Borrowing imagery from the words of singer-songwriter Safia Nolin on “igloo,” Blais’ interprets the lonely nights where, “wandering like an amnesic ghost,” one can find oneself within its own shadowy reflections, a nostalgic incursion into a person’s vintage recollections.                      

Yet perhaps in the album’s most unexpected turn, on closer “chanson,” Blais reveals his own hidden falsetto, trilling like adjacent keys in a nearly wordless lilt. Ironically, the only discernible meaning he sings: “I speak.” Blais presents the human voice as another instrument, resting vague in its definition, so emphasizing the listener’s active role in projecting and interpreting itself. As Blais says, “What one hears becomes more relevant and telling than what is said.” More than Blais’ mastery of composition x improvisation, greater than his ability to touch and confront emotion – including the pain of even death (“roses,” and “a heartbeat away”) – is his ability to challenge listeners. The title track, “dans ma main,” and by extension the album as a whole, is about Blais’ conscious decision to pursue the unknowns of a musical path.                                                       

Growing up in rural Quebec, Blais began writing original compositions by age 11, and by 17 was invited to the Trois-Rivières Music Conservatory. However, the constraints of formal training drew Blais off this musical course, putting aside his piano until years later, settling in Montreal, he rediscovered his love.                      

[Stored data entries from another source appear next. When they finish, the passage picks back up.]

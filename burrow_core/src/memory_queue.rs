//! In-process queue implementation.

use std::collections::{HashMap, VecDeque};
use std::sync::Arc;
use std::sync::atomic::{AtomicBool, Ordering};
use std::time::Duration;

use tokio::sync::{Mutex, Notify};
use tokio::time::Instant;

use crate::{BurrowError, Queue, QueueItem, Result, generate_item_id};

/// Every call made against a [`MemoryQueue`], in order
#[derive(Debug, Clone, PartialEq, Eq)]
pub enum QueueEvent {
    Created(String),
    Claimed(String),
    Deleted(String),
    Released(String),
    Rejected { item_id: String, requeue: bool },
}

#[derive(Default)]
struct MemoryQueueState {
    /// Waiting items, kept sorted by priority (FIFO within a priority).
    queued: VecDeque<QueueItem>,

    /// In-flight items by id.
    claimed: HashMap<String, QueueItem>,

    /// Items rejected without redelivery.
    rejected: Vec<QueueItem>,

    events: Vec<QueueEvent>,
}

impl MemoryQueueState {
    /// Append behind everything of equal or higher priority.
    fn push_back(&mut self, item: QueueItem) {
        let at = self
            .queued
            .iter()
            .position(|queued| queued.priority > item.priority)
            .unwrap_or(self.queued.len());
        self.queued.insert(at, item);
    }

    /// Put ahead of everything of equal or lower priority, like a broker
    /// redelivering to the original position.
    fn push_front(&mut self, item: QueueItem) {
        let at = self
            .queued
            .iter()
            .position(|queued| queued.priority >= item.priority)
            .unwrap_or(self.queued.len());
        self.queued.insert(at, item);
    }

    fn take_claimed(&mut self, item_id: &str) -> Result<QueueItem> {
        self.claimed
            .remove(item_id)
            .ok_or_else(|| BurrowError::ItemNotFound(item_id.to_string()))
    }
}

/// Queue living in process memory
///
/// Mirrors [`crate::RedisQueue`] semantics closely enough to drive a consumer
/// without a broker, and records every call for later inspection.
#[derive(Clone)]
pub struct MemoryQueue {
    name: String,
    state: Arc<Mutex<MemoryQueueState>>,
    notify: Arc<Notify>,
    closed: Arc<AtomicBool>,
    claim_timeout: bool,
}

impl MemoryQueue {
    pub fn new(name: impl ToString) -> Self {
        Self {
            name: name.to_string(),
            state: Arc::new(Mutex::new(MemoryQueueState::default())),
            notify: Arc::new(Notify::new()),
            closed: Arc::new(AtomicBool::new(false)),
            claim_timeout: true,
        }
    }

    /// A queue that can only claim without waiting
    pub fn without_claim_timeout(mut self) -> Self {
        self.claim_timeout = false;
        self
    }

    /// Add an item with an explicit priority
    pub async fn push(&self, body: impl Into<Vec<u8>>, priority: i64) -> Result<QueueItem> {
        self.ensure_open()?;
        let item = QueueItem::new(generate_item_id(), body).with_priority(priority);
        {
            let mut state = self.state.lock().await;
            state.events.push(QueueEvent::Created(item.id.clone()));
            state.push_back(item.clone());
        }
        self.notify.notify_one();
        Ok(item)
    }

    /// Bodies of waiting items in claim order
    pub async fn queued_bodies(&self) -> Vec<Vec<u8>> {
        let state = self.state.lock().await;
        state.queued.iter().map(|item| item.body.clone()).collect()
    }

    pub async fn claimed_count(&self) -> usize {
        self.state.lock().await.claimed.len()
    }

    pub async fn rejected(&self) -> Vec<QueueItem> {
        self.state.lock().await.rejected.clone()
    }

    pub async fn events(&self) -> Vec<QueueEvent> {
        self.state.lock().await.events.clone()
    }

    pub fn is_closed(&self) -> bool {
        self.closed.load(Ordering::SeqCst)
    }

    fn ensure_open(&self) -> Result<()> {
        if self.is_closed() {
            return Err(BurrowError::Runtime(format!(
                "queue {} has been shut down",
                self.name
            )));
        }
        Ok(())
    }

    async fn try_claim(&self) -> Option<QueueItem> {
        let mut state = self.state.lock().await;
        let item = state.queued.pop_front()?;
        state.events.push(QueueEvent::Claimed(item.id.clone()));
        state.claimed.insert(item.id.clone(), item.clone());
        Some(item)
    }
}

impl Queue for MemoryQueue {
    fn name(&self) -> &str {
        &self.name
    }

    fn supports_claim_timeout(&self) -> bool {
        self.claim_timeout
    }

    async fn create_queue(&self) -> Result<()> {
        self.ensure_open()
    }

    async fn create_item(&self, body: Vec<u8>) -> Result<QueueItem> {
        self.push(body, 0).await
    }

    async fn claim_item(&self, wait: Option<Duration>) -> Result<Option<QueueItem>> {
        self.ensure_open()?;
        let deadline = wait.map(|wait| Instant::now() + wait);

        loop {
            if let Some(item) = self.try_claim().await {
                return Ok(Some(item));
            }

            let Some(deadline) = deadline.filter(|d| *d > Instant::now()) else {
                return Ok(None);
            };

            if tokio::time::timeout_at(deadline, self.notify.notified())
                .await
                .is_err()
            {
                // one last look, an item may have landed right at the deadline
                return Ok(self.try_claim().await);
            }
        }
    }

    async fn delete_item(&self, item: &QueueItem) -> Result<()> {
        let mut state = self.state.lock().await;
        state.take_claimed(&item.id)?;
        state.events.push(QueueEvent::Deleted(item.id.clone()));
        Ok(())
    }

    async fn release_item(&self, item: &QueueItem) -> Result<()> {
        {
            let mut state = self.state.lock().await;
            let mut released = state.take_claimed(&item.id)?;
            released.release_count += 1;
            state.events.push(QueueEvent::Released(item.id.clone()));
            state.push_front(released);
        }
        self.notify.notify_one();
        Ok(())
    }

    async fn reject_item(&self, item: &QueueItem, requeue: bool) -> Result<()> {
        {
            let mut state = self.state.lock().await;
            let mut rejected = state.take_claimed(&item.id)?;
            rejected.reject_count += 1;
            state.events.push(QueueEvent::Rejected {
                item_id: item.id.clone(),
                requeue,
            });
            if requeue {
                state.push_front(rejected);
            } else {
                state.rejected.push(rejected);
            }
        }
        if requeue {
            self.notify.notify_one();
        }
        Ok(())
    }

    async fn number_of_items(&self) -> Result<u64> {
        Ok(self.state.lock().await.queued.len() as u64)
    }

    async fn delete_queue(&self) -> Result<usize> {
        let mut state = self.state.lock().await;
        let removed = state.queued.len() + state.claimed.len() + state.rejected.len();
        state.queued.clear();
        state.claimed.clear();
        state.rejected.clear();
        Ok(removed)
    }

    async fn shutdown(&self) -> Result<()> {
        self.closed.store(true, Ordering::SeqCst);
        Ok(())
    }
}

#[cfg(test)]
mod tests {
    use super::*;

    #[tokio::test]
    async fn claims_in_priority_then_fifo_order() {
        let queue = MemoryQueue::new("test");
        queue.push("low", 5).await.unwrap();
        queue.push("first", 0).await.unwrap();
        queue.push("second", 0).await.unwrap();

        let a = queue.claim_item(None).await.unwrap().unwrap();
        let b = queue.claim_item(None).await.unwrap().unwrap();
        let c = queue.claim_item(None).await.unwrap().unwrap();
        assert_eq!(a.body, b"first");
        assert_eq!(b.body, b"second");
        assert_eq!(c.body, b"low");
        assert!(queue.claim_item(None).await.unwrap().is_none());
    }

    #[tokio::test]
    async fn release_puts_item_back_at_the_head() {
        let queue = MemoryQueue::new("test");
        queue.push("a", 0).await.unwrap();
        queue.push("b", 0).await.unwrap();

        let a = queue.claim_item(None).await.unwrap().unwrap();
        assert_eq!(queue.number_of_items().await.unwrap(), 1);
        queue.release_item(&a).await.unwrap();
        assert_eq!(queue.number_of_items().await.unwrap(), 2);

        let again = queue.claim_item(None).await.unwrap().unwrap();
        assert_eq!(again.id, a.id);
        assert_eq!(again.release_count, 1);
    }

    #[tokio::test]
    async fn reject_without_requeue_dead_letters() {
        let queue = MemoryQueue::new("test");
        queue.push("a", 0).await.unwrap();
        let a = queue.claim_item(None).await.unwrap().unwrap();
        queue.reject_item(&a, false).await.unwrap();

        assert_eq!(queue.number_of_items().await.unwrap(), 0);
        assert_eq!(queue.rejected().await.len(), 1);
        assert!(matches!(
            queue.delete_item(&a).await.unwrap_err(),
            BurrowError::ItemNotFound(_)
        ));
    }

    #[tokio::test(start_paused = true)]
    async fn bounded_claim_returns_none_after_the_wait() {
        let queue = MemoryQueue::new("test");
        let started = Instant::now();
        let claimed = queue
            .claim_item(Some(Duration::from_secs(2)))
            .await
            .unwrap();
        assert!(claimed.is_none());
        assert!(started.elapsed() >= Duration::from_secs(2));
    }

    #[tokio::test]
    async fn bounded_claim_wakes_up_for_new_items() {
        let queue = MemoryQueue::new("test");
        let producer = queue.clone();
        tokio::spawn(async move {
            tokio::time::sleep(Duration::from_millis(20)).await;
            producer.push("late", 0).await.unwrap();
        });

        let claimed = queue
            .claim_item(Some(Duration::from_secs(5)))
            .await
            .unwrap();
        assert_eq!(claimed.unwrap().body, b"late");
    }

    #[tokio::test]
    async fn shut_down_queue_refuses_work() {
        let queue = MemoryQueue::new("test");
        queue.shutdown().await.unwrap();
        assert!(queue.is_closed());
        assert!(matches!(
            queue.claim_item(None).await.unwrap_err(),
            BurrowError::Runtime(_)
        ));
    }
}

The result, as Blais’ body of work unfurls, is the creation of a new musical forum where freshly sounded notes bounce back instantly with the magic and wisdom of shared space. Dans ma main captures but one moment of this infinite lineage, but with it comes the reminder of all the energy we hold in our own hands, in this moment. As Blais says:                  

“Like pieces of an unclear puzzle, a melting mirror, hope lays right there, into our singular hands, with which we love, we fail, we pray, we steal, we give, we try, we pay, we pluck, we muff, we scratch, we touch, we play, we hold each other’s hands.”